Coming Home to a Better Way


Today I went the pharmacy to pick up a prescription.  The pharmacist rang up my order, and I pulled my wallet out only to hear that my total was zero dollars.  I stared.  How could I be purchasing something for nothing?  Your insurance covered it, she explained.  Your deductible.

I still could not wrap my mind around it.  Didn't the year just start --

And then I remember.  It's November.  Halfway through, in fact.  If I had a calendar, it'd still be hinging open to February, I think.

November.  Not only the eve of my girl's birthday, but also the threshold of the holiday season.

And -- I'm dreading it.  The crazy lines at Target, tinsel-laced everything, the cultural/consumerist pressure to enjoy rather grotesquely opulent holiday dinners. 

I'd rather skip it.  Stick my head in the sand until January.  Most of the folks I chat with about it these days are feeling the same way.  Overwhelmed.  Looking for meaning.  Longing for quiet.  And the words of those who try to answer are drowned out by the sound of cash registers and emptying bank accounts.

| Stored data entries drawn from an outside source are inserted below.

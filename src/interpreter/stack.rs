//! Stack growth for deeply nested evaluation.

/// Runs `f`, growing the native stack first if it is close to exhausted.
#[inline]
pub fn ensure_sufficient_stack<R>(f: impl FnOnce() -> R) -> R {
    /// Minimum stack space to keep available (100KB red zone).
    const RED_ZONE: usize = 100 * 1024;

    /// Stack space to allocate when growing (1MB).
    const STACK_PER_RECURSION: usize = 1024 * 1024;

    stacker::maybe_grow(RED_ZONE, STACK_PER_RECURSION, f)
}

Just about two years ago now, I was walking through every minute of every day as if I was stepping barefoot on shards of glass.  My baby had just died inside me, and I'd birthed her, and we'd held her and then handed her over to be burned away to ash.  Our firstborn became our first deceased.  And all this just days before Thanksgiving.

When Black Friday arrived, my husband and I found ourselves at Best Buy.  Not because we wanted to shop, but because I (we) needed -- something.  Comfort?  Answers?  To feel not-alone?  But the churches and meeting places were closed and everyone was out buying and buying.  So we went to the shops, witnessed the madness, because excessive purchasing is apparently what we do here in America.  What's more, we do it the very next day after (and, increasingly, the day of) giving thanks for the enough that we enjoy. 

There has to be a better way. 

I don't want to dread the holidays.  Because there is such a richness there.  A day of gratitude?  A season of anticipating and celebrating Holiness donning humanity?  The freshness of Epiphany and a new calendar year?

There is so much.  So much mystery, and beauty, and story, and questions, and meaning.

And instead of asking the questions, instead of leaning into the mystery, we're buying a lot of stuff that we don't need.

I want to do it a better way.  Because up until now, my reaction has been to trudge around grumpy and wholly grinchy, fully of complaint.

This year I'm going to try to do it a better way.  Want to join me?